Aus Helden werden Schurken

Frankreich Stand die nationale Fußball-Equipe als Weltmeister 1998 für erfolgreiche multikulturelle Integration, gilt ihr Scheitern 2010 als Beweis für das Gegenteil

Die Kreml-Astrologie – das Spekulieren über die Motive der sowjetischen Politik – ist aus der Mode gekommen. Überlebt hat eine intellektuell noch unbedarftere Variante: die Fußball-Soziologie. Sie beruht auf einem simplen Axiom: Im Spiel von Nationalmannschaften spiegeln sich Zustand und Stimmungslage der Gesellschaft. Nüchtern betrachtet, taugt eine solche Annahme allenfalls zur Satire. Das hält aber die Fußballberichterstattung nicht davon ab, munter weiter zu schwadronieren über den Zusammenhang von Fußball, Politik und Gesellschaft.

Als die Nationalmannschaft 1998 Weltmeister wurde, deklarierten die Fußball-Soziologen das bunte Team aus schwarzen, weißen und vor allem nordafrikanischen Spielern zum Beleg für eine gelungene Integration der Einwanderer. Das Team avancierte zum nationalen Hoffnungsträger und wurde ein Symbol für die multikulturelle Gesellschaft. Die Forscheren unter den Fußball-Soziologen sprachen gar von einer „gesellschaftsbildenden Kraft“.

Eine ebenso bunte Nationalmannschaft hat sich jetzt – mit recht pikanten Szenen am Rande – aus dem Turnier in Afrika verabschiedet. Das versetzte den Hyperpräsidenten Sarkozy umgehend ins mediale Hamsterrad. Seine Sportministerin musste den Spielern den Kopf waschen („moralisches Desaster“), er selbst empfing den Star Thierry Henry wie einen Staatsgast. Für den Oktober steht eine Generalversammlung aller für den Fußball Verantwortlichen an.

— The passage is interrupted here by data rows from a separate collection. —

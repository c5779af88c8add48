//! Typed access to the persisted collections.
//!
//! # Responsibility
//! - Decode and encode whole collections under their storage keys.
//! - Seed a collection exactly once, on first access to an absent key.
//!
//! # Invariants
//! - `get` never fails: corrupt content or a storage read error yields the
//!   seed value without writing it back.
//! - `put` serializes the full sequence and overwrites the stored value.
//! - There is no partial write path; callers load, modify and put back.

use crate::clock::SharedClock;
use crate::model::collection::{Collection, CollectionKey};
use crate::repo::kv_repo::{KvRepository, RepoError};
use chrono::Utc;
use log::{debug, info, warn};
use std::error::Error;
use std::fmt::{Display, Formatter};

pub type StoreResult<T> = Result<T, StoreError>;

/// Write-path failure. Reads never surface errors.
#[derive(Debug)]
pub enum StoreError {
    Encode {
        key: CollectionKey,
        source: serde_json::Error,
    },
    Repo(RepoError),
}

impl Display for StoreError {
    fn fmt(&self, f: &mut Formatter<'_>) -> std::fmt::Result {
        match self {
            Self::Encode { key, source } => write!(f, "failed to encode `{key}`: {source}"),
            Self::Repo(err) => write!(f, "{err}"),
        }
    }
}

impl Error for StoreError {
    fn source(&self) -> Option<&(dyn Error + 'static)> {
        match self {
            Self::Encode { source, .. } => Some(source),
            Self::Repo(err) => Some(err),
        }
    }
}

impl From<RepoError> for StoreError {
    fn from(value: RepoError) -> Self {
        Self::Repo(value)
    }
}

/// Collection store over any [`KvRepository`].
pub struct Store {
    repo: Box<dyn KvRepository + Send>,
    clock: SharedClock,
}

impl Store {
    pub fn new(repo: Box<dyn KvRepository + Send>, clock: SharedClock) -> Self {
        Self { repo, clock }
    }

    /// Loads the full collection for `C`.
    ///
    /// Absent key: the seed is persisted and returned. Unparsable content or a
    /// failed read: the seed is returned and nothing is written.
    pub fn get<C: Collection>(&self) -> Vec<C> {
        let key = C::KEY;
        let raw = match self.repo.get_raw(key.storage_key()) {
            Ok(raw) => raw,
            Err(err) => {
                warn!(
                    "event=store_read module=store status=fallback key={key} reason=read_failed error={err}"
                );
                return self.seed_for::<C>();
            }
        };

        let Some(raw) = raw else {
            let seed = self.seed_for::<C>();
            match self.put(&seed) {
                Ok(()) => info!(
                    "event=store_seed module=store status=ok key={key} records={}",
                    seed.len()
                ),
                Err(err) => warn!(
                    "event=store_seed module=store status=error key={key} error={err}"
                ),
            }
            return seed;
        };

        match serde_json::from_str::<Vec<C>>(&raw) {
            Ok(records) => {
                debug!(
                    "event=store_read module=store status=ok key={key} records={}",
                    records.len()
                );
                records
            }
            Err(err) => {
                warn!(
                    "event=store_read module=store status=fallback key={key} reason=corrupt error={err}"
                );
                self.seed_for::<C>()
            }
        }
    }

    /// Overwrites the stored collection for `C` with `records`.
    pub fn put<C: Collection>(&self, records: &[C]) -> StoreResult<()> {
        let key = C::KEY;
        let encoded =
            serde_json::to_string(records).map_err(|source| StoreError::Encode { key, source })?;
        self.repo.set_raw(key.storage_key(), &encoded)?;
        debug!(
            "event=store_write module=store status=ok key={key} records={}",
            records.len()
        );
        Ok(())
    }

    /// Loads `C`, applies `mutate` in memory and writes the result back.
    ///
    /// Returns whatever `mutate` returns once the write has succeeded.
    pub fn update<C: Collection, T>(
        &self,
        mutate: impl FnOnce(&mut Vec<C>) -> T,
    ) -> StoreResult<T> {
        let mut records = self.get::<C>();
        let result = mutate(&mut records);
        self.put(&records)?;
        Ok(result)
    }

    fn seed_for<C: Collection>(&self) -> Vec<C> {
        C::seed(self.clock.now().with_timezone(&Utc))
    }
}
//! Event list and event detail, both read from the events collection.

use crate::id::IdGenerator;
use crate::modal::{Modal, SaveHandler, SaveOutcome};
use crate::model::calendar::{format_local_datetime, parse_local_datetime};
use crate::model::records::Event;
use crate::router::ViewId;
use crate::store::{Store, StoreResult};
use crate::view::{
    matches_query, ActionContext, ActionKind, Block, Effect, FieldKind, FormSpec, FormValues,
    ListItem, RenderContext, Screen, UiAction,
};
use chrono::{DateTime, FixedOffset};

const DEFAULT_CAMPUS: &str = "Main";

/// Events ordered by start time; equal starts keep insertion order.
pub fn sorted_by_start(events: &[Event]) -> Vec<&Event> {
    let mut sorted = events.iter().collect::<Vec<_>>();
    sorted.sort_by_key(|event| event.start);
    sorted
}

pub fn render_list(ctx: &RenderContext<'_>) -> Screen {
    let events = ctx.store.get::<Event>();
    let items = sorted_by_start(&events)
        .into_iter()
        .filter(|event| {
            matches_query(
                &format!("{} {} {}", event.title, event.desc, event.campus),
                &ctx.state.query,
            )
        })
        .map(|event| {
            ListItem::new(&event.id, &event.title)
                .subtitle(format!(
                    "{} — {}",
                    format_local_datetime(&event.start, &ctx.now),
                    event.campus
                ))
                .link(format!("/event/{}", event.id))
        })
        .collect();

    Screen::new(ViewId::Events, "Events")
        .block(Block::search("Search events", &ctx.state.query))
        .block(Block::list("events-list", items))
        .action(ActionKind::Filter, "Search")
        .action(ActionKind::OpenCreate, "New Event")
}

pub fn handle_list(ctx: &mut ActionContext<'_>, action: UiAction) -> StoreResult<Vec<Effect>> {
    match action {
        UiAction::Filter { query } => ctx.state.query = query,
        UiAction::OpenCreate => ctx.modal.open(
            Modal::Form {
                form: new_event_form(),
            },
            Some(SaveHandler::NewEvent),
        ),
        _ => {}
    }
    Ok(Vec::new())
}

pub fn render_detail(ctx: &RenderContext<'_>) -> Screen {
    let id = ctx.params.get("id");
    let events = ctx.store.get::<Event>();
    let Some(event) = events.iter().find(|event| event.id == id) else {
        return Screen::placeholder(ViewId::EventDetail, "Event", "Event not found");
    };

    let mut screen = Screen::new(ViewId::EventDetail, event.title.clone())
        .block(Block::heading(&event.title))
        .block(Block::text(&event.desc))
        .block(Block::muted(format!(
            "{} • {}",
            format_local_datetime(&event.start, &ctx.now),
            event.campus
        )));
    if let Some(capacity) = event.capacity {
        screen = screen.block(Block::muted(format!("Capacity: {capacity}")));
    }
    screen.action(ActionKind::Register, "Register")
}

pub fn handle_detail(_ctx: &mut ActionContext<'_>, action: UiAction) -> StoreResult<Vec<Effect>> {
    if action == UiAction::Register {
        return Ok(vec![Effect::alert(
            "Registration simulated — connect to backend to enable real registration",
        )]);
    }
    Ok(Vec::new())
}

/// Appends an event from the new-event form.
///
/// The start date is the one validated field: blank or unparsable input is
/// rejected. A blank campus defaults to `Main`.
pub fn save_event(
    store: &Store,
    ids: &IdGenerator,
    values: &FormValues,
    now: DateTime<FixedOffset>,
) -> StoreResult<SaveOutcome> {
    let Some(start) = parse_local_datetime(values.get("start"), &now) else {
        return Ok(SaveOutcome::Rejected("Enter a valid date".to_string()));
    };
    let campus = match values.get("campus") {
        "" => DEFAULT_CAMPUS.to_string(),
        campus => campus.to_string(),
    };

    store.update::<Event, _>(|events| {
        let id = ids.new_record_id(events);
        events.push(Event {
            id: id.clone(),
            title: values.get("title").to_string(),
            desc: values.get("desc").to_string(),
            start,
            campus,
            capacity: None,
        });
        SaveOutcome::Saved(id)
    })
}

fn new_event_form() -> FormSpec {
    FormSpec::new("New Event", "Save")
        .field("title", "Title", FieldKind::Text)
        .field("start", "Date", FieldKind::DateTimeLocal)
        .field("campus", "Campus", FieldKind::Text)
        .field("desc", "Description", FieldKind::TextArea)
}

Die Fußball-Soziologen hatten kein Problem mit der neuen Lage. Spiegelte sich vor zwölf Jahren in der erfolgreichen Mannschaft die gelungene Integration, standen die Verlierer jetzt für eine vom Neoliberalismus Sarkozys in konkurrierende Clans, Parallel-Milieus und Ghettos gespaltene Gesellschaft, in der es nur noch ums Geld geht.

Der keine Peinlichkeit auslassende Philosoph Alain Finkielkraut verlängerte die Brachialdiagnose zur rassistisch unterlegten Hetze im Stil von Le Pen. Finkielkraut sieht in den farbigen Spielern aus den Banlieues der Städte „eine Bande von Verbrechern, die nur ein Gesetz kennt, das der Mafia“. Im engen Horizont der Fußballsoziologie trennt den Helden vom Schurken genau ein Tor.